Data visualisation is one of the most persistent accessibility challenges — and researchers are moving beyond alt text to multimodal, interactive, and community-driven approaches that reimagine what access to data means

Charts, graphs, dashboards, and diagrams are everywhere. They drive business decisions, shape policy debates, track pandemics, and populate every scientific paper, news article, and earnings report. They are also, for the most part, images — flat, unlabelled pictures that screen readers cannot interpret and that convey their meaning through colour, spatial relationships, and visual patterns that assume sight.

The accessibility of data visualisation is not a niche concern. When COVID-19 case data was published primarily through visual dashboards, blind and low-vision users were cut off from life-and-death information [Siu et al., 2021]. When data science notebooks in Jupyter and Google Colab are inaccessible to screen readers, blind data scientists are excluded from one of the fastest-growing professional domains [Potluri et al., 2023]. When academic papers present findings as charts without adequate alt text, the research itself becomes a barrier to participation.

This article examines what researchers have found across approximately 80 peer-reviewed papers on data visualisation accessibility.
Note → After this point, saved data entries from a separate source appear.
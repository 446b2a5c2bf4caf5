//! MediaWiki Action API client (Wikipedia by default).
//!
//! Three round-trips, all with `formatversion=2`:
//! 1. `list=search` resolves a free-text query to a canonical title, retrying
//!    once with the server's spelling suggestion when the first search is empty.
//! 2. `prop=extracts|pageprops` with `exintro` + `exsentences` gives the
//!    plain-text summary; a `disambiguation` page prop fails the lookup.
//! 3. `prop=extracts` with `exsectionformat=wiki` gives the full article,
//!    parsed into `== Heading ==` sections.

use std::time::Duration;

use reqwest::blocking::Client;
use serde::Deserialize;
use tracing::debug;

use triage_core::config::KnowledgeConfig;
use triage_core::errors::{KnowledgeError, KnowledgeResult};
use triage_core::models::{DocumentSection, SourceSummary};
use triage_core::traits::IKnowledgeSource;

use crate::document::parse_sections;

const SOURCE_NAME: &str = "wikipedia";

#[derive(Debug, Deserialize)]
struct ApiResponse {
    #[serde(default)]
    query: Option<QueryBlock>,
    #[serde(default)]
    error: Option<ApiError>,
}

#[derive(Debug, Deserialize)]
struct ApiError {
    code: String,
    #[serde(default)]
    info: String,
}

#[derive(Debug, Default, Deserialize)]
struct QueryBlock {
    #[serde(default)]
    searchinfo: Option<SearchInfo>,
    #[serde(default)]
    search: Vec<SearchHit>,
    #[serde(default)]
    pages: Vec<Page>,
}

#[derive(Debug, Deserialize)]
struct SearchInfo {
    #[serde(default)]
    suggestion: Option<String>,
}

#[derive(Debug, Deserialize)]
struct SearchHit {
    title: String,
}

#[derive(Debug, Deserialize)]
struct Page {
    title: String,
    #[serde(default)]
    missing: bool,
    #[serde(default)]
    extract: Option<String>,
    #[serde(default)]
    pageprops: Option<PageProps>,
}

#[derive(Debug, Deserialize)]
struct PageProps {
    #[serde(default)]
    disambiguation: Option<serde_json::Value>,
}

pub struct WikipediaSource {
    client: Client,
    endpoint: String,
    timeout_ms: u64,
}

impl WikipediaSource {
    /// Build a client honouring the configured endpoint, user agent and
    /// per-request timeout. Must not be called from inside an async task.
    pub fn new(config: &KnowledgeConfig) -> KnowledgeResult<Self> {
        let client = Client::builder()
            .user_agent(config.user_agent.clone())
            .timeout(Duration::from_millis(config.fetch_timeout_ms))
            .build()
            .map_err(|e| KnowledgeError::Unavailable {
                source_name: SOURCE_NAME.to_string(),
                reason: format!("failed to build HTTP client: {e}"),
            })?;
        Ok(Self {
            client,
            endpoint: config.endpoint.clone(),
            timeout_ms: config.fetch_timeout_ms,
        })
    }

    fn call(&self, params: &[(&str, &str)]) -> KnowledgeResult<QueryBlock> {
        let response = self
            .client
            .get(&self.endpoint)
            .query(&[("action", "query"), ("format", "json"), ("formatversion", "2")])
            .query(params)
            .send()
            .map_err(|e| self.transport_error(e))?;

        let status = response.status();
        if !status.is_success() {
            return Err(KnowledgeError::Unavailable {
                source_name: SOURCE_NAME.to_string(),
                reason: format!("HTTP {status}"),
            });
        }

        let body = response.text().map_err(|e| self.transport_error(e))?;
        parse_response(&body)
    }

    fn transport_error(&self, e: reqwest::Error) -> KnowledgeError {
        if e.is_timeout() {
            KnowledgeError::Timeout {
                stage: "http".to_string(),
                timeout_ms: self.timeout_ms,
            }
        } else {
            KnowledgeError::Unavailable {
                source_name: SOURCE_NAME.to_string(),
                reason: e.to_string(),
            }
        }
    }

    fn search(&self, query: &str) -> KnowledgeResult<(Option<String>, Option<String>)> {
        let block = self.call(&[
            ("list", "search"),
            ("srsearch", query),
            ("srlimit", "1"),
            ("srinfo", "suggestion"),
            ("srprop", ""),
        ])?;
        Ok(search_result(block))
    }

    /// Canonical title for a free-text query.
    fn resolve_title(&self, query: &str) -> KnowledgeResult<String> {
        let (title, suggestion) = self.search(query)?;
        if let Some(title) = title {
            return Ok(title);
        }
        if let Some(suggestion) = suggestion {
            debug!(query, suggestion = %suggestion, "retrying search with suggestion");
            if let (Some(title), _) = self.search(&suggestion)? {
                return Ok(title);
            }
        }
        Err(KnowledgeError::NotFound {
            query: query.to_string(),
        })
    }
}

impl IKnowledgeSource for WikipediaSource {
    fn fetch_summary(&self, query: &str, max_sentences: usize) -> KnowledgeResult<SourceSummary> {
        let title = self.resolve_title(query)?;
        let sentences = max_sentences.max(1).to_string();
        let block = self.call(&[
            ("prop", "extracts|pageprops"),
            ("ppprop", "disambiguation"),
            ("exintro", "1"),
            ("explaintext", "1"),
            ("exsentences", sentences.as_str()),
            ("redirects", "1"),
            ("titles", title.as_str()),
        ])?;
        summary_from(block, query)
    }

    fn fetch_sections(&self, title: &str) -> KnowledgeResult<Vec<DocumentSection>> {
        let block = self.call(&[
            ("prop", "extracts"),
            ("explaintext", "1"),
            ("exsectionformat", "wiki"),
            ("redirects", "1"),
            ("titles", title),
        ])?;
        let page = first_page(block, title)?;
        Ok(parse_sections(page.extract.as_deref().unwrap_or_default()))
    }

    fn name(&self) -> &str {
        SOURCE_NAME
    }
}

fn parse_response(body: &str) -> KnowledgeResult<QueryBlock> {
    let parsed: ApiResponse =
        serde_json::from_str(body).map_err(|e| KnowledgeError::MalformedResponse {
            reason: e.to_string(),
        })?;
    if let Some(error) = parsed.error {
        return Err(KnowledgeError::Unavailable {
            source_name: SOURCE_NAME.to_string(),
            reason: format!("{}: {}", error.code, error.info),
        });
    }
    Ok(parsed.query.unwrap_or_default())
}

fn search_result(block: QueryBlock) -> (Option<String>, Option<String>) {
    let title = block.search.into_iter().next().map(|hit| hit.title);
    let suggestion = block
        .searchinfo
        .and_then(|info| info.suggestion)
        .filter(|s| !s.is_empty());
    (title, suggestion)
}

fn first_page(block: QueryBlock, query: &str) -> KnowledgeResult<Page> {
    match block.pages.into_iter().next() {
        Some(page) if !page.missing => Ok(page),
        _ => Err(KnowledgeError::NotFound {
            query: query.to_string(),
        }),
    }
}

fn summary_from(block: QueryBlock, query: &str) -> KnowledgeResult<SourceSummary> {
    let page = first_page(block, query)?;
    if page
        .pageprops
        .as_ref()
        .is_some_and(|props| props.disambiguation.is_some())
    {
        return Err(KnowledgeError::Ambiguous {
            query: query.to_string(),
        });
    }
    let text = page.extract.unwrap_or_default().trim().to_string();
    if text.is_empty() {
        return Err(KnowledgeError::NotFound {
            query: query.to_string(),
        });
    }
    Ok(SourceSummary {
        title: page.title,
        text,
    })
}

#[cfg(test)]
mod tests {
    use super::*;

    #[test]
    fn search_takes_first_hit_and_suggestion() {
        let block = parse_response(
            r#"{"query":{"searchinfo":{"suggestion":"malaria"},"search":[{"ns":0,"title":"Malaria"}]}}"#,
        )
        .unwrap();
        assert_eq!(
            search_result(block),
            (Some("Malaria".to_string()), Some("malaria".to_string()))
        );
    }

    #[test]
    fn empty_search_has_no_title() {
        let block = parse_response(r#"{"query":{"searchinfo":{"totalhits":0},"search":[]}}"#).unwrap();
        assert_eq!(search_result(block), (None, None));
    }

    #[test]
    fn summary_extract_is_trimmed() {
        let block = parse_response(
            r#"{"query":{"pages":[{"pageid":1,"title":"Malaria","extract":"Malaria is a disease. It spreads.\n"}]}}"#,
        )
        .unwrap();
        let summary = summary_from(block, "Malaria (medical condition)").unwrap();
        assert_eq!(summary.title, "Malaria");
        assert_eq!(summary.text, "Malaria is a disease. It spreads.");
    }

    #[test]
    fn disambiguation_page_is_ambiguous() {
        let block = parse_response(
            r#"{"query":{"pages":[{"title":"Cold","extract":"Cold may refer to:","pageprops":{"disambiguation":""}}]}}"#,
        )
        .unwrap();
        assert!(matches!(
            summary_from(block, "Cold"),
            Err(KnowledgeError::Ambiguous { .. })
        ));
    }

    #[test]
    fn missing_page_is_not_found() {
        let block =
            parse_response(r#"{"query":{"pages":[{"title":"Nope","missing":true}]}}"#).unwrap();
        assert!(matches!(
            summary_from(block, "Nope"),
            Err(KnowledgeError::NotFound { .. })
        ));
    }

    #[test]
    fn api_error_is_unavailable() {
        let err = parse_response(r#"{"error":{"code":"maxlag","info":"Waiting"}}"#).unwrap_err();
        assert!(err.to_string().contains("maxlag"));
    }

    #[test]
    fn garbage_is_malformed() {
        assert!(matches!(
            parse_response("<html>"),
            Err(KnowledgeError::MalformedResponse { .. })
        ));
    }
}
The work spans screen reader interaction, sonification, tactile graphics, multimodal systems, AI-generated descriptions, dashboard navigation, and the critical question of who gets to create accessible data representations — not just consume them.

The Screen Reader Gap

The starting point for understanding data visualisation accessibility is what happens when a blind person encounters a chart with a screen reader.

Sharif et al. [2021] conducted the first comprehensive study of screen-reader users' experiences with online data visualisations and found profound barriers. Most charts on the web are rendered as flat images — often with no alt text at all, or with alt text so generic ("Figure 3: Results") that it conveys nothing. Even when charts are rendered as SVG or HTML with ARIA markup, screen readers provide only sequential, element-by-element access to what sighted users perceive as spatial relationships. Comparing two bars in a bar chart requires navigating to each bar separately, remembering the first value, and mentally computing the difference — a task that takes a sighted user a glance.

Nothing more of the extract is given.